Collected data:
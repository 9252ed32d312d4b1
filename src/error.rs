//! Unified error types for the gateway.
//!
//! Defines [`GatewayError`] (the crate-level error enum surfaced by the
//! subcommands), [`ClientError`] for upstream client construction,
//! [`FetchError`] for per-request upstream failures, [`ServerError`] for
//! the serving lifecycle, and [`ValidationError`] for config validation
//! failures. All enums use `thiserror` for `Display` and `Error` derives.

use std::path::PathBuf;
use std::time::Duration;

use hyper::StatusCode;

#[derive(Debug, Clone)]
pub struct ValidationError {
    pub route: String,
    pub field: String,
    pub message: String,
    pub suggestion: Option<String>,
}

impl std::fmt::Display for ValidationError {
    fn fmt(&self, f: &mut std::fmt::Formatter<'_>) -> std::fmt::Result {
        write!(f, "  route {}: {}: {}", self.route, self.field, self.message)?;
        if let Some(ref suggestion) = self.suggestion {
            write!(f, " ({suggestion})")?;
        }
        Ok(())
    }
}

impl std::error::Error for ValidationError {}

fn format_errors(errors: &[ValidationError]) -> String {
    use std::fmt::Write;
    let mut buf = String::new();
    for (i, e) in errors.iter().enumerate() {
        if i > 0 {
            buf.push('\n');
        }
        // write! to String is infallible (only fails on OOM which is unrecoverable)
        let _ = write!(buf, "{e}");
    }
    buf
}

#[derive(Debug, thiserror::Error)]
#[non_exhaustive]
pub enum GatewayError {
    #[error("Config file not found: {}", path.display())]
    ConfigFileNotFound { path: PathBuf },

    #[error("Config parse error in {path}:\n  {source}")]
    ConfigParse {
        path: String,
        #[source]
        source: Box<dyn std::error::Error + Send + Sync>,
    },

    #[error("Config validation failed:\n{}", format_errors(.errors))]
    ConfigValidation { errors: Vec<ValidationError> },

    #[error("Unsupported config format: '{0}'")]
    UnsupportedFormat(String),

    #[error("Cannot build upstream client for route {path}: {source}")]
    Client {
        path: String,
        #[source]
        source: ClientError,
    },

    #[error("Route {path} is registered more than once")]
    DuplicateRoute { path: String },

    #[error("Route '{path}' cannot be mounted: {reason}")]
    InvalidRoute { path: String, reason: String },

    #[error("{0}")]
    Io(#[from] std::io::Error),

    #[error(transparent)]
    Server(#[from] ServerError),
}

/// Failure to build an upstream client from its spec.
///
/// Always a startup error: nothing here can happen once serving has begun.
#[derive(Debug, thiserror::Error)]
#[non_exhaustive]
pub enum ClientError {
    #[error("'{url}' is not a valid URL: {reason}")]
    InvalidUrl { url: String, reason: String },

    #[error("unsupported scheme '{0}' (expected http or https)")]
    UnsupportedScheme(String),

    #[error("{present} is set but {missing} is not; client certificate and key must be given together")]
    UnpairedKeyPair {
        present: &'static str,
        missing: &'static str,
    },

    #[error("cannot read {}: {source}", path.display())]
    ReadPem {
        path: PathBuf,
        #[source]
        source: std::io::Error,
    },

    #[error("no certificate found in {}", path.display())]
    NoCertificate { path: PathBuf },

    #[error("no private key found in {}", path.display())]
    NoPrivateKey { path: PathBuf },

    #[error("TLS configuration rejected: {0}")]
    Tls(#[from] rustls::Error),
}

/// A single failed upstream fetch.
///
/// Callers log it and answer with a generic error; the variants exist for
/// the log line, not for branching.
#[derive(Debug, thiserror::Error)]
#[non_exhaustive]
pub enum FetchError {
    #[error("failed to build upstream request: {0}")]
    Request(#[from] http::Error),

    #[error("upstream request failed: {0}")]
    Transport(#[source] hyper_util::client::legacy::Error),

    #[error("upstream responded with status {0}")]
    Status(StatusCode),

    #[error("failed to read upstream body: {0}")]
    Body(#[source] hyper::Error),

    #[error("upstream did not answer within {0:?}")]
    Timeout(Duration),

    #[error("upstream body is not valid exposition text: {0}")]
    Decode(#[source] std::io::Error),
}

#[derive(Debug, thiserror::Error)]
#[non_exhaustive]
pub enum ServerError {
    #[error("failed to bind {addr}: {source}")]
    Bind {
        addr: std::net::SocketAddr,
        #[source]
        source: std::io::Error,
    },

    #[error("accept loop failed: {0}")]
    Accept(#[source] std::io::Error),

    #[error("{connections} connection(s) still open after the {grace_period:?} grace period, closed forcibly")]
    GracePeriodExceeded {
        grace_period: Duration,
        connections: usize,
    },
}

* * *

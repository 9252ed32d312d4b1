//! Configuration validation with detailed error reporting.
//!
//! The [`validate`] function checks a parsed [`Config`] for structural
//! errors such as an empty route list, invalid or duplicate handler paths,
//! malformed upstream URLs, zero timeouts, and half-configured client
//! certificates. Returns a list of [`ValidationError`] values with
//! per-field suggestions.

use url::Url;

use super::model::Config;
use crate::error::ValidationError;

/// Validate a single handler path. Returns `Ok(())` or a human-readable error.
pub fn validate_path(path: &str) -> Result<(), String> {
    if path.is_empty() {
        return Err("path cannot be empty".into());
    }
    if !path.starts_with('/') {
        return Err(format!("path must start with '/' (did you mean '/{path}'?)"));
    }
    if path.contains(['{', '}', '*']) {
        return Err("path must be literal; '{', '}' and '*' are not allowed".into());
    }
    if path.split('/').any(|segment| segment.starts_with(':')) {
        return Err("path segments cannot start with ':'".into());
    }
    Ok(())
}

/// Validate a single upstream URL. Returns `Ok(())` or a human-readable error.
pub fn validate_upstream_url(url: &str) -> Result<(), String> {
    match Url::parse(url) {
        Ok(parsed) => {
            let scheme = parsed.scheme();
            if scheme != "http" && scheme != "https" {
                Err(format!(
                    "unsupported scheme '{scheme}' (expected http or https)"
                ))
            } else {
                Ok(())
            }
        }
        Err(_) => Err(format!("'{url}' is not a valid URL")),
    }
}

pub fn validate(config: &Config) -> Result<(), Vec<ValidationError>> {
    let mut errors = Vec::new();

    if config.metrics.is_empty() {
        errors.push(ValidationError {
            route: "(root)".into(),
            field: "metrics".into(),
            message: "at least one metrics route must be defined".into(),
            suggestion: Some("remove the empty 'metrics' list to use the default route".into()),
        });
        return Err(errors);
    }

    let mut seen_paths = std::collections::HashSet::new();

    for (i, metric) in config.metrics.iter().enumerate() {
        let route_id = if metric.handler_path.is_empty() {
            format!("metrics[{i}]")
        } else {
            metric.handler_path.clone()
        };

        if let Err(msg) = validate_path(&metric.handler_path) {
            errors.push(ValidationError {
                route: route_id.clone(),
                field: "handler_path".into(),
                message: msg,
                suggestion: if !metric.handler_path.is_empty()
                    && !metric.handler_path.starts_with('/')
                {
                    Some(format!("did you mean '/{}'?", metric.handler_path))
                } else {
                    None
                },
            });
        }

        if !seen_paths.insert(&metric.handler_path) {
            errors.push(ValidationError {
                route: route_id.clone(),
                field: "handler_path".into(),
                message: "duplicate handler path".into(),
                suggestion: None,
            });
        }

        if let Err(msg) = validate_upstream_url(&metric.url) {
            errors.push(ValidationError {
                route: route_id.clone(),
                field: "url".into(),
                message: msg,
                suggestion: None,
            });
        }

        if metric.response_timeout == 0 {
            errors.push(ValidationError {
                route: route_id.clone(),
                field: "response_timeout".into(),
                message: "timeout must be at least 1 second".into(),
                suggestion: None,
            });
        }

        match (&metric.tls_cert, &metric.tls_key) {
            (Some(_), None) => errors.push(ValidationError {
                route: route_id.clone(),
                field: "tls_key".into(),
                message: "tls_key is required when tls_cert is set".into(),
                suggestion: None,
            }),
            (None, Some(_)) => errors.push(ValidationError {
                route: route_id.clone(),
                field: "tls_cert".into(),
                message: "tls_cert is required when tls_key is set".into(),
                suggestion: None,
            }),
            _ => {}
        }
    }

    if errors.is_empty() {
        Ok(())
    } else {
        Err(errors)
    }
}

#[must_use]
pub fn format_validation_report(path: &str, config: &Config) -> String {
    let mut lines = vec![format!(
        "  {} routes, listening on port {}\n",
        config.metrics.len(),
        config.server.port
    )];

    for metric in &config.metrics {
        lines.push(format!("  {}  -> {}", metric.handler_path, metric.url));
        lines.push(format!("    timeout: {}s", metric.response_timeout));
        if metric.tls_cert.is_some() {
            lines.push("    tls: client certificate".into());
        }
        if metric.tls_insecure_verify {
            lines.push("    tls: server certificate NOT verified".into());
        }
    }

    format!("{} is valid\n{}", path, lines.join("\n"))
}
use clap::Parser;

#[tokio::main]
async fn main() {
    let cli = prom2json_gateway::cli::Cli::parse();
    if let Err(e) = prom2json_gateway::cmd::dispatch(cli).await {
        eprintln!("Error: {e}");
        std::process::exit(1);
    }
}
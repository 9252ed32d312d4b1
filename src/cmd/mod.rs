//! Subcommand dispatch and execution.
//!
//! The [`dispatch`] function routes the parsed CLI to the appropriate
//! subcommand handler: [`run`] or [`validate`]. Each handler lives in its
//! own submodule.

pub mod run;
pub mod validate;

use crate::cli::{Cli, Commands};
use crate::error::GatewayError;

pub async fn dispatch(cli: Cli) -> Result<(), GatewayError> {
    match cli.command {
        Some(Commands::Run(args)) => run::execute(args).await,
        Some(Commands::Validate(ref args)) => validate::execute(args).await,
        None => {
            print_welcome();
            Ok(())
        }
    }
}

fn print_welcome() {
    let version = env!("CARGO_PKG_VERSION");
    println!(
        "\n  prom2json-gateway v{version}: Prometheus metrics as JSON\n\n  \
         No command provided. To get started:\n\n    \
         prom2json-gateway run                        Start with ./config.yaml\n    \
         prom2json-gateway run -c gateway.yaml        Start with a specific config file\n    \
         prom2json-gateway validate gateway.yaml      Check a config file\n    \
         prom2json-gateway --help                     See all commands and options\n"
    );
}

==

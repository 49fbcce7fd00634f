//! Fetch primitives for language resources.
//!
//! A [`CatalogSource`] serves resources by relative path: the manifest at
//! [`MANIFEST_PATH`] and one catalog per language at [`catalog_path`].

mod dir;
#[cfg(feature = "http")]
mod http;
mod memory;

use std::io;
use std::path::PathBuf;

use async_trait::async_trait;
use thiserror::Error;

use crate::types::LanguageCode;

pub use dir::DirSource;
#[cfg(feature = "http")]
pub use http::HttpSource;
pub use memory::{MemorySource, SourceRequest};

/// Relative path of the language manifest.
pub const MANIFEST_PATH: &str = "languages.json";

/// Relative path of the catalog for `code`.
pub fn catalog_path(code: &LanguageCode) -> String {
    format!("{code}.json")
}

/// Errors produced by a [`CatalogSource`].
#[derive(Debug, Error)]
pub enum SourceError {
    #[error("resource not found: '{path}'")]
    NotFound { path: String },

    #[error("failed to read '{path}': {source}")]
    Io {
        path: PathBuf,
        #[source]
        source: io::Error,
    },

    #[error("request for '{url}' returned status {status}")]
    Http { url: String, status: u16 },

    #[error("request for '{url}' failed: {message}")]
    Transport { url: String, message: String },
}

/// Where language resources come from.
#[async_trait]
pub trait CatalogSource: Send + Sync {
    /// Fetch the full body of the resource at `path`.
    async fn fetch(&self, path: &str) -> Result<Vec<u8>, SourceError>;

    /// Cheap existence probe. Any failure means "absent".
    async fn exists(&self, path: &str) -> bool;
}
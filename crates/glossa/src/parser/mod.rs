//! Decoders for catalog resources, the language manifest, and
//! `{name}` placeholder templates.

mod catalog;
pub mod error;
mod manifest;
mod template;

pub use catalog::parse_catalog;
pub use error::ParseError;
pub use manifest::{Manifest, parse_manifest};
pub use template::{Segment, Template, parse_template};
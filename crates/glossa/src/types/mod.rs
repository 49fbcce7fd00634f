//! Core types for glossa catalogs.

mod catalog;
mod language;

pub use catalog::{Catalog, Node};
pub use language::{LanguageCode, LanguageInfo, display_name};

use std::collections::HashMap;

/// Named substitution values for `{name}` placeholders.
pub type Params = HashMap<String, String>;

== Exercise brief ==
Filter the records down to the lines that contain the string "Result", and copy those lines.

== Solution below ==
    fn fmt(&self, f: &mut std::fmt::Formatter<'_>) -> std::fmt::Result {
pub fn validate_path(path: &str) -> Result<(), String> {
pub fn validate_upstream_url(url: &str) -> Result<(), String> {
pub fn validate(config: &Config) -> Result<(), Vec<ValidationError>> {
pub async fn dispatch(cli: Cli) -> Result<(), GatewayError> {
    async fn fetch(&self, path: &str) -> Result<Vec<u8>, SourceError>;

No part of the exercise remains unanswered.